Maar zelfs zonder een goed mensch te zijn, kan men domme dingen doen. Dit bewees ik, toen ik Adri en Karel het voorstel deed om Wilma in ons bondgenootschap op te nemen. Die brave Adri keek mij aan met een paar verschrikte oogen, alsof ik gezegd had dat men haar moest slachten en bakken om dat arme kind te eten te geven. Zij ademde diep in, als een zangeres die een moeilijke passage zou gaan zingen, sperde haar toch al niet nauwe neusgaten wijd open, smeet een pannetje op tafel en vroeg, of ik maar liever niet meteen die heele bende van boven naar de keuken zou sturen. Ik begreep, dat ik een onherstelbare fout begaan had en tot overmaat van ramp vroeg toen die slimme, buitengewoon verstandige Karel met een honingzoet glimlachje, waarvoor ik hem op dat oogenblik wel had kunnen worgen, of hij dan misschien juffrouw Bastet, die al lang een oogje op hem had, voor zijn rekening mocht nemen. Adri vond, dat ik mij schamen moest en dat deed ik dan ook, al was het om een andere reden dan zij veronderstelde. Meer werd er in de keuken over mijn voorstel niet gezegd, maar ik begreep, dat de verhouding tusschen mij en Adri een knauw gekregen had en dat ik iets moois in haar kapot gemaakt had. Van nu af hield zij mij, voor zoover dit vanuit haar spelonk mogelijk was, in het oog; als ik at week zij niet van mijn zijde, opdat ik niets zou kunnen wegmoffelen en zij werd positiever en opdringeriger in haar liefdesbetuigingen, die mij meer dan ooit tegenstonden, nu ik de zekerheid gekregen had, dat niet beslist iedere kus met onaangename gedachten aan barbiers en schuurpapier gepaard behoeft te gaan.
| |
| |
Toen ik Karel in vertrouwen genomen had - hij had met zijn helder verstand overigens alles al begrepen voordat ik een woord zei - prees hij mijn goede smaak en zei dat ik een ezel was. Met Adri was het mis en het zou hem benieuwen, hoe lang onze kongsi het nog uithouden zou. Ik moest hem de verzekering geven, dat ik Wilma niets van mijn afkomst verteld had en toen ik hem op dit punt had gerustgesteld, beloonde hij mijn oprechtheid door mij op de schouder te kloppen en te zeggen, dat ik niet alleen een leugenaar en een praatjesmaker, maar ook nog een veel grootere schaapskop was, dan hij ooit had kunnen vermoeden.
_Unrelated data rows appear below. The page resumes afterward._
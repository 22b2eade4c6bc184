//! Clarifying questions: the fixed question bank and the dimension analyzer.

pub mod analyzer;
pub mod model;

pub use analyzer::{analyze, covers, has_missing_dimensions, MAX_QUESTIONS};
pub use model::{ClarifyingQuestion, Dimension, QUESTION_BANK};
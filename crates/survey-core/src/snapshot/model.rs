//! Durable local snapshot of an in-progress session.

use serde::{Deserialize, Serialize};

use crate::answer::AnswerSet;
use crate::flow::step::Step;

/// What is kept on disk so an interrupted session can be resumed.
///
/// Scalars come before the nested answer table so the TOML form stays flat
/// at the top.
#[derive(Debug, Clone, PartialEq, Eq, Serialize, Deserialize)]
#[serde(rename_all = "camelCase")]
pub struct SurveySnapshot {
    pub current_step_index: usize,
    #[serde(default)]
    pub answers: AnswerSet,
}

impl SurveySnapshot {
    pub fn new(step: Step, answers: AnswerSet) -> Self {
        Self {
            current_step_index: step.index(),
            answers,
        }
    }

    /// The step to resume on. A snapshot pointing at or past the terminal
    /// step resumes from the beginning.
    pub fn resume_step(&self) -> Step {
        match Step::from_index(self.current_step_index) {
            Some(step) if !step.is_terminal() => step,
            _ => Step::FIRST,
        }
    }
}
Ik gaf maar toe en bekende, omdat er met hem als hij een van zijn illegaal spitsvondige en verstandige buien had, toch niet redelijk te praten viel en vroeg of je een meisje als Wilma, dat mij volkomen vertrouwde, dan kwetsen kon door van wantrouwen blijk te geven. Hij trok zijn schouders op, mompelde iets van verblinde stumpers, die door de liefde niet kunnen zien, dat achter iedere vrouw de Gestapo staat, maar beloofde mij niettemin, dat hij trachten zou iets extra's voor Wilma te bemachtigen.